Another cause of slow performance, almost exclusively seen on laptops, is overheating. In the bad old days when a processor chip got too hot it would usually die, often with a small cloud of nasty-smelling magic smoke.

Modern processors have power management systems that detect overheating and cause the processor to slow down, preventing release of magic smoke. So heat is not longer fatal for the processor, just the user’s patience as their laptop crawls along.

If your laptop is sluggish, hot and the cooling fan sounds like a hair dryer, then it probably needs the cooling system cleaned out. On 99% of laptops this requires disassembling the machine and is best left to an expert.

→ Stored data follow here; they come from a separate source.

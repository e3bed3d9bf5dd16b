//! Export-surface analysis of a single source unit.
//!
//! This module recognizes the structural idioms CommonJS and UMD modules use
//! to populate their exports, without executing anything.
//!
//! # Recognized idioms
//!
//! - `exports.foo = …`, `module.exports.foo = …`, `exports['foo'] = …`
//! - `module.exports = require('./foo')` (wholesale re-export)
//! - `module.exports = { a, b: c, ...require('./d') }`
//! - `Object.defineProperty(exports, 'foo', { … })`
//! - `__exportStar(require('./foo'), exports)` and compiled `export *` loops
//! - factory wrappers `(function (e) { … })(exports)` and UMD wrappers
//!
//! # Example
//!
//! ```
//! use exportscope::analysis::parse_unit;
//!
//! let result = parse_unit("exports.a = 1; module.exports.b = require('./b');").unwrap();
//! assert_eq!(result.exports, vec!["a", "b"]);
//! assert!(result.reexports.is_empty());
//! ```

pub mod idioms;
mod parse;
mod sink;
mod visitor;

pub use parse::{
    parse_json_module, parse_unit, AnalysisError, AnalysisResult, ExportAnalyzer, SourceLanguage,
};
pub use sink::{CollectedExports, ExportSink, ModuleExports};
pub use visitor::ExportVisitor;
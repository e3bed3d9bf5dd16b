//! Export-name validity.

/// Reserved words, which can never be binding identifiers.
const RESERVED_WORDS: &[&str] = &[
    "await", "break", "case", "catch", "class", "const", "continue", "debugger", "default",
    "delete", "do", "else", "enum", "export", "extends", "false", "finally", "for", "function",
    "if", "implements", "import", "in", "instanceof", "interface", "let", "new", "null",
    "package", "private", "protected", "public", "return", "static", "super", "switch", "this",
    "throw", "true", "try", "typeof", "var", "void", "while", "with", "yield",
];

/// True if `name` can be imported as a binding of the same name.
///
/// Names picked up from string keys (`exports['a-b']`) can be anything; only
/// legal identifiers that are not reserved words survive.
pub fn is_valid_export_name(name: &str) -> bool {
    let mut chars = name.chars();
    let Some(first) = chars.next() else {
        return false;
    };
    if !is_identifier_start(first) || !chars.all(is_identifier_part) {
        return false;
    }
    !RESERVED_WORDS.contains(&name)
}

fn is_identifier_start(c: char) -> bool {
    c == '$' || c == '_' || c.is_alphabetic()
}

fn is_identifier_part(c: char) -> bool {
    is_identifier_start(c) || c.is_numeric() || c == '\u{200c}' || c == '\u{200d}'
}

#[cfg(test)]
mod tests {
    use super::*;

    #[test]
    fn test_valid_names() {
        for name in ["a", "_private", "$", "__esModule", "camelCase2", "ünïcode"] {
            assert!(is_valid_export_name(name), "{}", name);
        }
    }

    #[test]
    fn test_invalid_names() {
        for name in ["", "2fast", "kebab-case", "a.b", "with space", "default", "class"] {
            assert!(!is_valid_export_name(name), "{}", name);
        }
    }
}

We’ve seen too many laptops damaged, often beyond repair, by enthusiastic amateurs wielding an over-large screwdriver…

Some posts on the internet and Youtube videos will advise squirting compressed air into the fan vents to fix overheating. But this isn’t an effective solution. All it does it blow the crud blocking the internal metal heat grille back into the cooling fan. Next time you turn on the laptop the debris will just get stuck on the grille again.

Also, compressed air is cold. Cold enough to cause frost to form on anything it hits. Never, ever spray compressed air into a laptop that is switched on or still warm. The frost can cause a short circuit or physically break warm components inside the laptop due to thermal stress. A clogged cooling system needs to be hand-cleaned by a technician to be sure of a positive result.